森山大道『犬の記憶 終章』

2010-7-12 18:18
犬の記憶 終章

森山大道の『犬の記憶 終章』は、この前に紹介した『犬の記憶』の続編。この内容は1997年の一年間、『アサヒグラフ』誌に連載された森山大道のエッセイをまとめたもので、現在は文庫化されている。

森山大道がパリ・大阪・神戸・横須賀など各都市にまつわる思い出を写真とともに綴るエッセイだ。
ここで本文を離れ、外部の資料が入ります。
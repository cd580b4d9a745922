use embassy_time::{Duration, Ticker};

use crate::stations::Stations;
use crate::telemetry::FirmwareInstant;

/// Evaluation runs ten times per statistics period so retry-step and trial
/// transitions are picked up between periods.
const EVALUATION_TICK: Duration = Duration::from_millis(10);

#[embassy_executor::task]
pub async fn run(stations: &'static Stations) -> ! {
    let mut ticker = Ticker::every(EVALUATION_TICK);
    loop {
        ticker.next().await;
        stations.evaluate_all(FirmwareInstant::now());
    }
}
この頃の森山大道の写真と文章は本当によく心に響く。伝わる何かがある。『犬の記憶』の前半部分は格好付けすぎだが、本書『犬の記憶・終章』は、ほどよく森山大道氏の本心が書き綴られている。読んでいるととても感情移入してしまうのだ。

森山大道氏は写真だけでもインパクトがあるが、文章と合わせてみることでまるでそこにタイムスリップしてしまうような錯覚を受ける。

本書では森山大道氏が独立していく仮定や、さまざまな撮影のエピソードも織り交ぜて書かれている。一部は前書と重なる部分があるがムダとは感じない。森山大道を知るにはこちらもお薦めの一冊だ。

『犬の記憶』と合わせて読むと森山大道氏の考え方を少しは知ることが出来るのではないだろうか。